I would firstly think that you should have someone with you that you know well. But it looks as if you have already decided to go alone. Check what the con attendance requirement are. Being under 18 they may require somebody 18 and over to accompany you.

These are just general suggestions that fit with going to any sort of function/event.

Make sure that your family/friends know where you are going and staying. Also stay in contact with them.

Keep to where there are plenty of others. Don't go wondering off to places alone. 
Also don't go wondering of with someone you have only just met and know absolutely nothing about.
Be wary of being separated from the crowd.

Don't leave food/drink unattended. Ideally you collect your own drinks yourself. 
Eat regularly and stay hydrated. 

Personally I would stay away from illicit intoxicating substances. 

Keep your personal belongings safely on you, room key, payment method, ID, phone... and so on.  It is worth having a backup payment method that you keep separate just in case you lose a bank card/cash.  

Try not to blow all your money in the dealers den in the first hour of arriving. 

If it is hot and sticky then periodically freshen up. If not only for your own comfort for everyone else attending. 

Have fun! 

Ok I'm going to take the sensible hat off now.


----------



## Minerva_Minx (Apr 20, 2019)

Find other women.  we are usually near low traffic areas, regardles of conference.  I have never really had a difficult time chatting up other women.

Also volunteering is a good way to meet people, especially if offering CPR or other classes.

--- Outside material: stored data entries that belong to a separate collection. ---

use validator::Validate;

use crate::domain::DomainResult;

#[derive(Debug, Clone, Default, Validate)]
pub struct LoginForm {
    #[validate(length(min = 1, message = "Username and password must not be empty"))]
    pub username: String,
    #[validate(length(min = 1, message = "Username and password must not be empty"))]
    pub password: String,
}

impl LoginForm {
    pub fn new(username: impl Into<String>, password: impl Into<String>) -> Self {
        Self {
            username: username.into(),
            password: password.into(),
        }
    }

    pub fn check(&self) -> DomainResult<()> {
        super::check(self)
    }
}

#[cfg(test)]
mod tests {
    use super::*;
    use crate::domain::DomainError;

    #[test]
    fn empty_fields_collapse_into_one_message() {
        let err = LoginForm::new("", "").check().unwrap_err();
        match err {
            DomainError::Validation(msg) => {
                assert_eq!(msg, "Username and password must not be empty")
            }
            other => panic!("unexpected error: {other:?}"),
        }
        assert!(LoginForm::new("admin", "x").check().is_ok());
    }
}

No means no.  so I usually keep local police on speed dial, just in case.  I know in the US I usually have pepper spray in my purse or somewhere and keep my phone charged for after hours.  don't carry large amounts of cash, don't drink underage, don't drink and drive, yada yada yada...

You'll be fine.  the first time I left my parents and family and was completely on my own, I freaked out.  it's normal.


----------



## JadenJackal (Apr 20, 2019)

Okay tysm for the advice, and I'll definitely keep your advice it mind tysm!!


Minerva_Minx said:


> Find other women.  we are usually near low traffic areas, regardles of conference.  I have never really had a difficult time chatting up other women.
> 
> Also volunteering is a good way to meet people, especially if offering CPR or other classes.
> 
> ...


----------



## JadenJackal (Apr 20, 2019)

Water Draco said:


> I would firstly think that you should have someone with you that you know well. But it looks as if you have already decided to go alone. Check what the con attendance requirement are. Being under 18 they may require somebody 18 and over to accompany you.
> 
> These are just general suggestions that fit with going to any sort of function/event.
> 
> ...


Omg this was super helpful tysm! And ya im still not to sure of going alone yet, i just haven't found and close buddys who would wanna comw with me but I would like to atleast bring someone I know if i can, like i did with my sister last year.  But thanks so much for the advice this was super helpful


----------



## Asher Grey (Apr 20, 2019)

Do research on the con beforehand. Some are lovely, some have gross reputations for a reason.


----------